Gayana Bot. vol.75 no.1 Concepción jun. 2018

http://dx.doi.org/10.4067/S0717-66432018000100544 

Short communication

Contrasting floral morphology and breeding systems in two subspecies of Calceolaria corymbosa in Central Chile

Morfología floral y sistemas reproductivos contrastantes en dos subespecies de Calceolaria corymbosa en Chile central

Janinna Cisterna1 

Maureen Murúa2  3  * 

1Departamento de Ciencias Ecológicas, Facultad de Ciencias, Universidad de Chile, Casilla 653, Santiago, Chile.

2Centro de Investigación en Recursos Naturales y Sustentabilidad (CIRENYS), Universidad Bernardo O’Higgins, Avenida Viel 1497, Santiago, Chile.

3Fundación Flores, Ministro Carvajal 30, Providencia, Santiago, Chile.

RESUMEN

En este estudio se caracterizó la morfología floral y se evaluaron aspectos básicos de la biología reproductiva en dos subespecies de Calceolaria corymbosa en Chile central. Nuestros resultados muestran que los rasgos de atracción de polinizadores fueron similares entre subespecies. No obstante, rasgos relacionados con la reproducción (e.g., hercogamia) podrían explicar las diferencias entre ellas. Adicionalmente, ambas subespecies mostraron diferentes estrategias reproductivas, donde C. corymbosa ssp. mimuloides fue una especie alógama, mientras que C. corymbosa ssp. santiaguina fue autocompatible y autogama parcial. En general, estos resultados sugieren que especies morfológicamente similares pueden presentar diferentes estrategias reproductivas posiblemente de acuerdo a su hábitat.

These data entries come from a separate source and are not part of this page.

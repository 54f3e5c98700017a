use crate::{CacheEntry, CacheStore};
use async_trait::async_trait;
use moka::future::Cache;
use std::fmt::Debug;
use std::hash::Hash;
use std::time::Duration;

/// Moka-backed cache with a fixed freshness window.
///
/// The underlying cache is unbounded and has no TTL: entries are only replaced
/// on refetch or dropped on `invalidate`, so a stale entry stays readable via
/// [`CacheStore::get`]. Moka is internally synchronised, so a single instance
/// can be shared by every store in the process.
pub struct FreshnessCache<K, V>
where
    K: Debug + Hash + Eq + Send + Sync + 'static,
    V: Debug + Send + Sync + Clone + 'static,
{
    cache: Cache<K, CacheEntry<V>>,
    window: Duration,
}

impl<K, V> FreshnessCache<K, V>
where
    K: Debug + Hash + Eq + Send + Sync + 'static,
    V: Debug + Send + Sync + Clone + 'static,
{
    pub fn new(name: &str, window: Duration) -> Self {
        Self {
            cache: Cache::builder().name(name).build(),
            window,
        }
    }
}

#[async_trait]
impl<K, V> CacheStore<K, V> for FreshnessCache<K, V>
where
    K: Debug + Hash + Eq + Send + Sync + 'static,
    V: Debug + Send + Sync + Clone + 'static,
{
    async fn get(&self, key: &K) -> Option<CacheEntry<V>> {
        self.cache.get(key).await
    }

    async fn get_fresh(&self, key: &K) -> Option<V> {
        self.get_within(key, self.window).await
    }

    async fn get_within(&self, key: &K, window: Duration) -> Option<V> {
        match self.cache.get(key).await {
            Some(entry) if entry.is_fresh(window) => {
                tracing::trace!("cache hit for {:?} (age {:?})", key, entry.age());
                Some(entry.value)
            }
            Some(entry) => {
                tracing::debug!("cache entry for {:?} is stale (age {:?})", key, entry.age());
                None
            }
            None => None,
        }
    }

    async fn set(&self, key: K, value: V) -> CacheEntry<V> {
        let entry = CacheEntry::new(value);
        self.cache.insert(key, entry.clone()).await;
        entry
    }

    async fn invalidate(&self, key: &K) -> bool {
        self.cache.remove(key).await.is_some()
    }

    async fn clear(&self) {
        self.cache.invalidate_all();
        self.cache.run_pending_tasks().await;
    }

    async fn len(&self) -> u64 {
        self.cache.run_pending_tasks().await;
        self.cache.entry_count()
    }

    fn window(&self) -> Duration {
        self.window
    }
}

impl<K, V> Debug for FreshnessCache<K, V>
where
    K: Debug + Hash + Eq + Send + Sync + 'static,
    V: Debug + Send + Sync + Clone + 'static,
{
    fn fmt(&self, f: &mut std::fmt::Formatter<'_>) -> std::fmt::Result {
        f.debug_struct("FreshnessCache")
            .field("entry_count", &self.cache.entry_count())
            .field("window", &self.window)
            .finish()
    }
}
use chrono::{DateTime, Utc};
use serde::{Deserialize, Serialize};
use serde_json::{Map, Value};
use std::fmt;

pub type PostId = String;
pub type MediaId = String;
pub type NotificationId = String;

/// Social networks a post can target.
#[derive(Debug, Clone, Copy, PartialEq, Eq, Hash, PartialOrd, Ord, Serialize, Deserialize)]
#[serde(rename_all = "lowercase")]
pub enum Platform {
    Instagram,
    Facebook,
    #[serde(alias = "x")]
    Twitter,
    #[serde(alias = "linkedIn")]
    Linkedin,
    #[serde(alias = "youTube")]
    Youtube,
    #[serde(other)]
    Other,
}

impl Platform {
    pub const ALL: [Platform; 5] = [
        Platform::Instagram,
        Platform::Facebook,
        Platform::Twitter,
        Platform::Linkedin,
        Platform::Youtube,
    ];

    pub fn as_str(&self) -> &'static str {
        match self {
            Platform::Instagram => "instagram",
            Platform::Facebook => "facebook",
            Platform::Twitter => "twitter",
            Platform::Linkedin => "linkedin",
            Platform::Youtube => "youtube",
            Platform::Other => "other",
        }
    }
}

impl fmt::Display for Platform {
    fn fmt(&self, f: &mut fmt::Formatter<'_>) -> fmt::Result {
        f.write_str(self.as_str())
    }
}

#[derive(Debug, Clone, Copy, Default, PartialEq, Eq, Hash, Serialize, Deserialize)]
#[serde(rename_all = "lowercase")]
pub enum PostStatus {
    #[default]
    Draft,
    Scheduled,
    Published,
    Failed,
    #[serde(other)]
    Other,
}

impl PostStatus {
    pub fn as_str(&self) -> &'static str {
        match self {
            PostStatus::Draft => "draft",
            PostStatus::Scheduled => "scheduled",
            PostStatus::Published => "published",
            PostStatus::Failed => "failed",
            PostStatus::Other => "other",
        }
    }
}

impl fmt::Display for PostStatus {
    fn fmt(&self, f: &mut fmt::Formatter<'_>) -> fmt::Result {
        f.write_str(self.as_str())
    }
}

/// A post as mirrored from the backend. The client never owns the authoritative copy.
#[derive(Debug, Clone, PartialEq, Serialize, Deserialize)]
#[serde(rename_all = "camelCase")]
pub struct Post {
    #[serde(rename = "_id", alias = "id")]
    pub id: PostId,
    #[serde(default)]
    pub content: String,
    #[serde(default)]
    pub platforms: Vec<Platform>,
    #[serde(default)]
    pub status: PostStatus,
    #[serde(default, skip_serializing_if = "Option::is_none")]
    pub scheduled_date: Option<DateTime<Utc>>,
    #[serde(default, skip_serializing_if = "Option::is_none")]
    pub published_at: Option<DateTime<Utc>>,
    #[serde(default, skip_serializing_if = "Option::is_none")]
    pub created_at: Option<DateTime<Utc>>,
    #[serde(default, skip_serializing_if = "Vec::is_empty")]
    pub hashtags: Vec<String>,
    #[serde(default, skip_serializing_if = "Vec::is_empty")]
    pub platform_posts: Vec<PlatformPost>,
}

#[derive(Debug, Clone, Copy, Default, PartialEq, Eq, Serialize, Deserialize)]
#[serde(rename_all = "lowercase")]
pub enum PlatformPostStatus {
    #[default]
    Pending,
    Published,
    Failed,
    #[serde(other)]
    Other,
}

/// Per-account publish record, created by the backend at publish time.
#[derive(Debug, Clone, PartialEq, Serialize, Deserialize)]
#[serde(rename_all = "camelCase")]
pub struct PlatformPost {
    pub platform: Platform,
    #[serde(default, skip_serializing_if = "Option::is_none")]
    pub account_id: Option<String>,
    #[serde(default, skip_serializing_if = "Option::is_none")]
    pub account_name: Option<String>,
    #[serde(default)]
    pub status: PlatformPostStatus,
    #[serde(default, skip_serializing_if = "Option::is_none")]
    pub url: Option<String>,
    #[serde(default, skip_serializing_if = "Option::is_none")]
    pub error: Option<String>,
    #[serde(default, skip_serializing_if = "Option::is_none")]
    pub published_at: Option<DateTime<Utc>>,
}

#[derive(Debug, Clone, PartialEq, Serialize, Deserialize)]
#[serde(rename_all = "camelCase")]
pub struct Media {
    #[serde(rename = "_id", alias = "id")]
    pub id: MediaId,
    #[serde(default)]
    pub url: String,
    #[serde(default, alias = "originalName", skip_serializing_if = "Option::is_none")]
    pub filename: Option<String>,
    #[serde(default, skip_serializing_if = "Option::is_none")]
    pub file_type: Option<String>,
    #[serde(default, skip_serializing_if = "Option::is_none")]
    pub size: Option<u64>,
    #[serde(default, skip_serializing_if = "Option::is_none")]
    pub folder: Option<String>,
    #[serde(default, skip_serializing_if = "Option::is_none")]
    pub created_at: Option<DateTime<Utc>>,
}

impl Media {
    pub fn is_image(&self) -> bool {
        self.file_type
            .as_deref()
            .is_some_and(|t| t.starts_with("image"))
    }

    pub fn is_video(&self) -> bool {
        self.file_type
            .as_deref()
            .is_some_and(|t| t.starts_with("video"))
    }
}

#[derive(Debug, Clone, PartialEq, Serialize, Deserialize)]
#[serde(rename_all = "camelCase")]
pub struct ConnectedAccount {
    pub platform: Platform,
    #[serde(default, skip_serializing_if = "Option::is_none")]
    pub username: Option<String>,
    #[serde(default, skip_serializing_if = "Option::is_none")]
    pub connected_at: Option<DateTime<Utc>>,
}

#[derive(Debug, Clone, PartialEq, Serialize, Deserialize)]
#[serde(rename_all = "camelCase")]
pub struct User {
    #[serde(default, rename = "_id", alias = "id")]
    pub id: String,
    #[serde(default, skip_serializing_if = "Option::is_none")]
    pub name: Option<String>,
    #[serde(default, skip_serializing_if = "Option::is_none")]
    pub email: Option<String>,
    #[serde(default)]
    pub connected_accounts: Vec<ConnectedAccount>,
}

#[derive(Debug, Clone, Default, PartialEq, Serialize, Deserialize)]
#[serde(rename_all = "camelCase")]
pub struct AnalyticsOverview {
    #[serde(default, skip_serializing_if = "Option::is_none")]
    pub total_posts: Option<u64>,
    #[serde(default, skip_serializing_if = "Option::is_none")]
    pub published_posts: Option<u64>,
    #[serde(default, skip_serializing_if = "Option::is_none")]
    pub scheduled_posts: Option<u64>,
    #[serde(default, skip_serializing_if = "Option::is_none")]
    pub total_engagement: Option<u64>,
    #[serde(default, skip_serializing_if = "Option::is_none")]
    pub engagement_rate: Option<f64>,
    #[serde(flatten)]
    pub extra: Map<String, Value>,
}

#[derive(Debug, Clone, Default, PartialEq, Serialize, Deserialize)]
#[serde(rename_all = "camelCase")]
pub struct DashboardStats {
    #[serde(default, skip_serializing_if = "Option::is_none")]
    pub total_posts: Option<u64>,
    #[serde(default, skip_serializing_if = "Option::is_none")]
    pub scheduled_posts: Option<u64>,
    #[serde(default, skip_serializing_if = "Option::is_none")]
    pub published_posts: Option<u64>,
    #[serde(default, skip_serializing_if = "Option::is_none")]
    pub draft_posts: Option<u64>,
    #[serde(default, skip_serializing_if = "Option::is_none")]
    pub connected_accounts: Option<u64>,
    #[serde(flatten)]
    pub extra: Map<String, Value>,
}

#[derive(Debug, Clone, PartialEq, Serialize, Deserialize)]
#[serde(rename_all = "camelCase")]
pub struct InstagramAccount {
    #[serde(alias = "_id", alias = "accountId")]
    pub id: String,
    #[serde(default, skip_serializing_if = "Option::is_none")]
    pub username: Option<String>,
    #[serde(flatten)]
    pub extra: Map<String, Value>,
}

#[derive(Debug, Clone, Default, PartialEq, Serialize, Deserialize)]
#[serde(rename_all = "camelCase")]
pub struct InstagramConnectionStatus {
    #[serde(default)]
    pub connected: bool,
    #[serde(default)]
    pub accounts: Vec<InstagramAccount>,
    #[serde(flatten)]
    pub extra: Map<String, Value>,
}

/// Account providers whose connection status is read from
/// `/api/auth/{slug}/status`. Instagram has its own endpoints.
#[derive(Debug, Clone, Copy, PartialEq, Eq, Hash, Serialize, Deserialize)]
#[serde(rename_all = "kebab-case")]
pub enum ConnectionProvider {
    Linkedin,
    LinkedinBusiness,
    Youtube,
    #[serde(alias = "x")]
    Twitter,
}

impl ConnectionProvider {
    pub const ALL: [ConnectionProvider; 4] = [
        ConnectionProvider::Linkedin,
        ConnectionProvider::LinkedinBusiness,
        ConnectionProvider::Youtube,
        ConnectionProvider::Twitter,
    ];

    /// Path segment used by the backend's auth routes.
    pub fn slug(&self) -> &'static str {
        match self {
            ConnectionProvider::Linkedin => "linkedin",
            ConnectionProvider::LinkedinBusiness => "linkedin-business",
            ConnectionProvider::Youtube => "youtube",
            ConnectionProvider::Twitter => "x",
        }
    }

    /// The platform a connected account publishes to.
    pub fn platform(&self) -> Platform {
        match self {
            ConnectionProvider::Linkedin | ConnectionProvider::LinkedinBusiness => Platform::Linkedin,
            ConnectionProvider::Youtube => Platform::Youtube,
            ConnectionProvider::Twitter => Platform::Twitter,
        }
    }
}

impl fmt::Display for ConnectionProvider {
    fn fmt(&self, f: &mut fmt::Formatter<'_>) -> fmt::Result {
        f.write_str(self.slug())
    }
}

/// An account reported by a provider's status endpoint.
#[derive(Debug, Clone, PartialEq, Serialize, Deserialize)]
#[serde(rename_all = "camelCase")]
pub struct PlatformAccount {
    #[serde(default, alias = "_id", alias = "accountId")]
    pub id: String,
    #[serde(default, skip_serializing_if = "Option::is_none")]
    pub username: Option<String>,
    #[serde(flatten)]
    pub extra: Map<String, Value>,
}

impl From<InstagramAccount> for PlatformAccount {
    fn from(account: InstagramAccount) -> Self {
        Self {
            id: account.id,
            username: account.username,
            extra: account.extra,
        }
    }
}

#[derive(Debug, Clone, Default, PartialEq, Serialize, Deserialize)]
#[serde(rename_all = "camelCase")]
pub struct PlatformConnectionStatus {
    #[serde(default)]
    pub connected: bool,
    #[serde(default)]
    pub accounts: Vec<PlatformAccount>,
    #[serde(flatten)]
    pub extra: Map<String, Value>,
}

/// The channel behind a YouTube connection.
#[derive(Debug, Clone, PartialEq, Serialize, Deserialize)]
#[serde(rename_all = "camelCase")]
pub struct YouTubeChannel {
    pub id: String,
    #[serde(default, skip_serializing_if = "Option::is_none")]
    pub title: Option<String>,
    #[serde(flatten)]
    pub extra: Map<String, Value>,
}

impl YouTubeChannel {
    pub fn subscriber_count(&self) -> Option<u64> {
        let count = self.extra.get("statistics")?.get("subscriberCount")?;
        count
            .as_u64()
            .or_else(|| count.as_str().and_then(|s| s.parse().ok()))
    }
}

impl From<YouTubeChannel> for PlatformAccount {
    fn from(channel: YouTubeChannel) -> Self {
        Self {
            id: channel.id,
            username: channel.title,
            extra: channel.extra,
        }
    }
}

/// Profile data from `/api/users/profile`.
#[derive(Debug, Clone, Default, PartialEq, Serialize, Deserialize)]
#[serde(rename_all = "camelCase")]
pub struct UserProfile {
    #[serde(default, rename = "_id", alias = "id")]
    pub id: String,
    #[serde(default, skip_serializing_if = "Option::is_none")]
    pub display_name: Option<String>,
    #[serde(default, skip_serializing_if = "Option::is_none")]
    pub email: Option<String>,
    #[serde(flatten)]
    pub extra: Map<String, Value>,
}

#[derive(Debug, Clone, PartialEq, Serialize, Deserialize)]
#[serde(rename_all = "camelCase")]
pub struct Notification {
    #[serde(rename = "_id", alias = "id")]
    pub id: NotificationId,
    #[serde(default, skip_serializing_if = "Option::is_none")]
    pub title: Option<String>,
    #[serde(default)]
    pub message: String,
    #[serde(default)]
    pub read: bool,
    #[serde(default, rename = "type", skip_serializing_if = "Option::is_none")]
    pub kind: Option<String>,
    #[serde(default, skip_serializing_if = "Option::is_none")]
    pub created_at: Option<DateTime<Utc>>,
}

#[derive(Debug, Clone, Default, PartialEq, Serialize, Deserialize)]
#[serde(rename_all = "camelCase")]
pub struct Pagination {
    #[serde(default)]
    pub page: u32,
    #[serde(default)]
    pub pages: u32,
    #[serde(default)]
    pub total: u64,
    #[serde(default, skip_serializing_if = "Option::is_none")]
    pub limit: Option<u32>,
}

impl Pagination {
    pub fn has_more(&self) -> bool {
        self.page < self.pages
    }
}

Calceolaria is one of the most diverse genera in America, including 250 species distributed from Mexico to Patagonia (Molau 1988). In Chile, it is represented by approximately 60 species, including herbs, scrub or subshrub, annual or perennial with opposite, whole or split leaves growing from the Coast to the Andes Mountain between the Antofagasta y Magallanes Region (Molau 1988, Ehrhart 2000). Flowers are zygomorphic and bilabiate composed by two lobes: one superior and reduced, and the other inferior and inflate. The latter lobe includes a gland or elaiophore that secrete oil as a floral reward (Vogel 1974). This unusual reward is collected by two genus of oil-collecting bees, Centris and Chalepogenus, which use the oil to larvae feeding and nest sealing (Sérsic 2004). This type of plant- pollinator interaction has been described as one of the most specialized relationship in Chile, especially because most of the plant species belonging to this genus strictly depend on insect for pollination (Sérsic 2004, Murúa et al. 2014).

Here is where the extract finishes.